Les lycanthropes étaient quelquefois dans un état qui offrait quelque ressemblance avec l’extase, lorsque leur cerveau enfantait les hallucinations et les autres conceptions que nous venons de relater. Ils n’en affirmaient pas moins, après avoir recouvré l’activité des sens, qu’ils n’avaient point rêvé, qu’ils avaient parcouru les montagnes et les précipices pour y relancer leur proie, qu’ils se sentaient harassés de fatigue.

La zoanthropie a règné successivement dans beaucoup de contrées ; elle s’y est souvent manifestée sut un certain nombre de malades à la fois : les pays déserts et à demi sauvages ont été surtout le théâtre de cette espèce de folie.

Un fait qu’il est important de noter, c’est qu’un grand nombre de ces lycanthropes, qu’on désignait sous le nom de loups-garoux, dévoraient des enfants, se jetaient sur des grandes personnes, en mi mot présentaient les symptômes de la monomanie homicide. Ainsi on lit dans l’ouvrage de Henry Boguet : Discours des sorciers, Lyon, 1403, p. 161, que la nommée Pierre Gandillon, se croyant changée en louve et courant à quatre pattes dans la campagne , se jeta sur une petite fille, dont le frère, âgé de quatorze ans, était occupé à cueillir des fruits. Ce jeune garçon p. 526, colonne 2] défendit avec courage les jours de sa sœur ; mais par hasard Pernette s’emparant d’un couteau qu’il tenait à la main, lui porta à la gorge un coup qui devint promptement mortel. Le people mit la femme lycanthrope en pièces.
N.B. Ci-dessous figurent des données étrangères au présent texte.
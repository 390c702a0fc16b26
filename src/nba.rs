use std::path::PathBuf;

use chrono::{DateTime, NaiveDateTime, Utc};
use chrono_tz::Tz;
use thiserror::Error;

/// One row of the season schedule. Scores are absent until the game
/// has been played.
#[derive(Debug, Clone, PartialEq, Eq)]
pub struct Game {
    pub date: DateTime<Utc>,
    pub visiting_team: String,
    pub visiting_score: Option<u32>,
    pub home_team: String,
    pub home_score: Option<u32>,
}

#[derive(Debug, Error)]
#[error("game schedule {} could not be read: {source}", .path.display())]
pub struct ScheduleError {
    path: PathBuf,
    #[source]
    source: csv::Error,
}

/// Game lookups over a season schedule in the CSV export format:
/// date, tipoff, box score link, visiting team, points, home team, points.
pub struct GameSchedule {
    path: PathBuf,
}

impl GameSchedule {
    pub fn new(path: impl Into<PathBuf>) -> Self {
        Self { path: path.into() }
    }

    /// The first of the team's games strictly after `now`, if any.
    pub fn next_game(
        &self,
        team: &str,
        now: DateTime<Utc>,
    ) -> Result<Option<Game>, ScheduleError> {
        let games = self.load_games(team)?;
        let first_after = games.partition_point(|game| game.date <= now);

        Ok(games.get(first_after).cloned())
    }

    /// The last of the team's games at or before `now`, if any.
    pub fn last_game(
        &self,
        team: &str,
        now: DateTime<Utc>,
    ) -> Result<Option<Game>, ScheduleError> {
        let games = self.load_games(team)?;
        let first_after = games.partition_point(|game| game.date <= now);

        Ok(first_after.checked_sub(1).and_then(|i| games.get(i).cloned()))
    }

    fn load_games(&self, team: &str) -> Result<Vec<Game>, ScheduleError> {
        let mut reader = csv::ReaderBuilder::new()
            .has_headers(false)
            .flexible(true)
            .from_path(&self.path)
            .map_err(|source| self.error(source))?;

        let needle = sanitize(team);
        let mut games = Vec::new();
        for record in reader.records() {
            let record = record.map_err(|source| self.error(source))?;
            let Some(game) = parse_game(&record) else {
                log::warn!("Skipping malformed schedule row: {record:?}");
                continue;
            };
            if sanitize(&game.visiting_team).contains(&needle)
                || sanitize(&game.home_team).contains(&needle)
            {
                games.push(game);
            }
        }
        games.sort_by_key(|game| game.date);

        Ok(games)
    }

    fn error(&self, source: csv::Error) -> ScheduleError {
        ScheduleError {
            path: self.path.clone(),
            source,
        }
    }
}

fn parse_game(record: &csv::StringRecord) -> Option<Game> {
    let date = record.get(0)?;
    let start = record.get(1)?;
    let naive =
        NaiveDateTime::parse_from_str(&format!("{date} {start}"), "%a %b %d %Y %I:%M %p").ok()?;
    // Tipoff times in the export are US Eastern.
    let tipoff = naive.and_local_timezone(Tz::America__New_York).earliest()?;

    Some(Game {
        date: tipoff.with_timezone(&Utc),
        visiting_team: record.get(3)?.to_owned(),
        visiting_score: record.get(4).and_then(|pts| pts.parse().ok()),
        home_team: record.get(5)?.to_owned(),
        home_score: record.get(6).and_then(|pts| pts.parse().ok()),
    })
}

/// Team matching is loose: lowercased, trimmed, letters and spaces only,
/// substring against either side of the matchup.
fn sanitize(input: &str) -> String {
    input
        .trim()
        .to_lowercase()
        .chars()
        .filter(|c| c.is_ascii_lowercase() || *c == ' ')
        .collect()
}

pub fn format_game(game: &Game) -> String {
    let tipoff = game
        .date
        .with_timezone(&Tz::America__New_York)
        .format("%a %b %-d %Y %-I:%M %P");

    match (game.visiting_score, game.home_score) {
        (Some(visiting), Some(home)) => format!(
            "{} {} at {} {} ({} ET)",
            game.visiting_team, visiting, game.home_team, home, tipoff
        ),
        _ => format!(
            "{} at {} on {} ET",
            game.visiting_team, game.home_team, tipoff
        ),
    }
}

#[cfg(test)]
mod tests {
    use chrono::TimeZone;
    use tempfile::TempDir;

    use super::*;

    const SEASON: &str = "\
Date,Start (ET),Box Score,Visitor/Neutral,PTS,Home/Neutral,PTS,,Notes
Tue Oct 25 2016,7:30 pm,Box Score,New York Knicks,88,Cleveland Cavaliers,117,,
Tue Oct 25 2016,10:30 pm,Box Score,San Antonio Spurs,129,Golden State Warriors,100,,
Sat Dec 25 2027,2:30 pm,,Golden State Warriors,,Cleveland Cavaliers,,,
";

    fn schedule_with(rows: &str) -> (TempDir, GameSchedule) {
        let dir = tempfile::tempdir().unwrap();
        let path = dir.path().join("games.csv");
        std::fs::write(&path, rows).unwrap();

        (dir, GameSchedule::new(path))
    }

    fn between_seasons() -> DateTime<Utc> {
        Utc.with_ymd_and_hms(2020, 6, 1, 0, 0, 0).unwrap()
    }

    #[test]
    fn straddles_now_with_last_and_next() {
        let (_dir, schedule) = schedule_with(SEASON);

        let last = schedule.last_game("warriors", between_seasons()).unwrap().unwrap();
        let next = schedule.next_game("warriors", between_seasons()).unwrap().unwrap();

        assert_eq!(last.visiting_team, "San Antonio Spurs");
        assert_eq!(last.visiting_score, Some(129));
        assert_eq!(last.home_score, Some(100));
        assert_eq!(next.home_team, "Cleveland Cavaliers");
        assert_eq!(next.visiting_score, None);
    }

    #[test]
    fn matches_either_side_of_the_matchup() {
        let (_dir, schedule) = schedule_with(SEASON);

        // Home on the 2016 row, visiting on the 2027 row.
        let last = schedule.last_game("warriors", between_seasons()).unwrap().unwrap();
        let next = schedule.next_game("warriors", between_seasons()).unwrap().unwrap();

        assert_eq!(last.home_team, "Golden State Warriors");
        assert_eq!(next.visiting_team, "Golden State Warriors");
    }

    #[test]
    fn team_matching_ignores_case_and_punctuation() {
        let (_dir, schedule) = schedule_with(SEASON);

        let game = schedule.next_game("  CAVALIERS!!  ", between_seasons()).unwrap();

        assert!(game.is_some());
    }

    #[test]
    fn tipoffs_convert_from_eastern_to_utc() {
        let (_dir, schedule) = schedule_with(SEASON);

        let game = schedule.last_game("knicks", between_seasons()).unwrap().unwrap();

        // 7:30 pm EDT is 23:30 UTC.
        assert_eq!(game.date, Utc.with_ymd_and_hms(2016, 10, 25, 23, 30, 0).unwrap());
    }

    #[test]
    fn a_game_at_exactly_now_is_the_last_not_the_next() {
        let (_dir, schedule) = schedule_with(SEASON);
        let now = Utc.with_ymd_and_hms(2016, 10, 25, 23, 30, 0).unwrap();

        let last = schedule.last_game("knicks", now).unwrap().unwrap();

        assert_eq!(last.date, now);
        assert_eq!(schedule.next_game("knicks", now).unwrap(), None);
    }

    #[test]
    fn header_and_malformed_rows_are_skipped() {
        let rows = "\
Date,Start (ET),Box Score,Visitor/Neutral,PTS,Home/Neutral,PTS,,Notes
not,a,game
Tue Oct 25 2016,7:30 pm,Box Score,New York Knicks,88,Cleveland Cavaliers,117,,
";
        let (_dir, schedule) = schedule_with(rows);

        let last = schedule.last_game("knicks", between_seasons()).unwrap().unwrap();

        assert_eq!(last.visiting_team, "New York Knicks");
    }

    #[test]
    fn a_missing_schedule_file_is_an_error() {
        let dir = tempfile::tempdir().unwrap();
        let schedule = GameSchedule::new(dir.path().join("missing.csv"));

        assert!(schedule.next_game("warriors", between_seasons()).is_err());
    }

    #[test]
    fn formats_played_and_upcoming_games_differently() {
        let (_dir, schedule) = schedule_with(SEASON);

        let played = schedule.last_game("warriors", between_seasons()).unwrap().unwrap();
        let upcoming = schedule.next_game("warriors", between_seasons()).unwrap().unwrap();

        assert_eq!(
            format_game(&played),
            "San Antonio Spurs 129 at Golden State Warriors 100 (Tue Oct 25 2016 10:30 pm ET)"
        );
        assert_eq!(
            format_game(&upcoming),
            "Golden State Warriors at Cleveland Cavaliers on Sat Dec 25 2027 2:30 pm ET"
        );
    }
}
Nous n’avons cité qu’un fait, nous aurions pu en rapporter un assez grand nombre qui avaient lieu à cette époque dans le Jura, mais il suffit pour établir que l’instinct du meurtre n’est point nouveau chez les fous, et que c’est à tort que quelques personnes, bien intentionnées sans doute, mais fort peu érudites, ce qui est fort commun, ont prétendu que la monomanie homicide était une maladie nouvelle. Outre les sources citées, on peut consulter, sur cet intéressant sujet, l’ouvrage fort curieux de M. Calmeil, ayant pour titre : De la folie considérée sous le point de vue pathologique, historique et judicieux, description des grandes épidémies de délire, exposé des condamnations auxquelles la folie, souvent méconnue, a donné lieu, 2 vol. in-8°, Paris, 1845. On observe encore maintenant des aliénés qui imitent le cri des animaux et qui se croient changes en chien, en loup, en chat.